- **Instructions for the task**:
Every line from the line containing "handle does not" through the final line below is to be repeated exactly; no other line is.

Segment Open

//! Translate·rotate·scale transforms and parent hierarchies.
//!
//! [`Transform2D`] and [`Transform3D`] are plain values: each collapses to
//! one homogeneous matrix, `translation × rotation × scale`, so scale is
//! applied first and translation last.
//!
//! Parenting lives in a [`TransformTree`] (requires `alloc`), an arena that
//! owns the transforms and links them by [`TransformId`] handles. World
//! matrices compose root-first: `world(child) = world(parent) × local(child)`.
//!
//! ```
//! use vlk_common::{Transform2D, TransformTree, Vector2};
//! use core::f64::consts::FRAC_PI_2;
//!
//! let mut tree = TransformTree::new();
//! let body = tree.insert(Transform2D::new(Vector2::from_array([2.0, 2.0]), FRAC_PI_2, Vector2::from_array([2.0, 3.0])));
//! let arm = tree.insert(Transform2D::new(Vector2::from_array([-1.0, 4.0]), -core::f64::consts::PI, Vector2::from_array([0.5, 0.5])));
//! tree.set_parent(arm, Some(body)).unwrap();
//!
//! let p = tree.world_translation(arm).unwrap();
//! assert!((p.x() + 10.0).abs() < 1e-9 && p.y().abs() < 1e-9);
//!
//! // A transform cannot become its own ancestor.
//! assert!(tree.set_parent(body, Some(arm)).is_err());
//! ```

use core::ops::Mul;

mod transform2d;
mod transform3d;
#[cfg(feature = "alloc")]
mod tree;

pub use transform2d::Transform2D;
pub use transform3d::Transform3D;
#[cfg(feature = "alloc")]
pub use tree::{Ancestors, TransformId, TransformTree};

/// A local transform that collapses to a single homogeneous matrix.
pub trait Transform {
    /// `Matrix3` for 2D, `Matrix4` for 3D.
    type Matrix: Copy + Mul<Output = Self::Matrix>;

    /// Local matrix: `translation × rotation × scale`.
    fn matrix(&self) -> Self::Matrix;

    /// This transform expressed in the space that `parent_world` maps to.
    fn world_matrix(&self, parent_world: &Self::Matrix) -> Self::Matrix {
        *parent_world * self.matrix()
    }
}

/// Errors from [`TransformTree`] operations.
#[derive(Debug, Clone, Copy, PartialEq, Eq)]
pub enum TransformError {
    /// The requested parent link would make a transform its own ancestor.
    CircularHierarchy,
    /// The handle was not issued by this tree.
    InvalidHandle,
}

impl core::fmt::Display for TransformError {
    fn fmt(&self, f: &mut core::fmt::Formatter<'_>) -> core::fmt::Result {
        match self {
            TransformError::CircularHierarchy => {
                write!(f, "circular transform hierarchy: a transform cannot be its own ancestor")
            }
            TransformError::InvalidHandle => write!(f, "transform handle does not belong to this tree"),
        }
    }
}

#[cfg(feature = "std")]
impl std::error::Error for TransformError {}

Segment Closed

- **Output for this task**:
            TransformError::InvalidHandle => write!(f, "transform handle does not belong to this tree"),
        }
    }
}

#[cfg(feature = "std")]
impl std::error::Error for TransformError {}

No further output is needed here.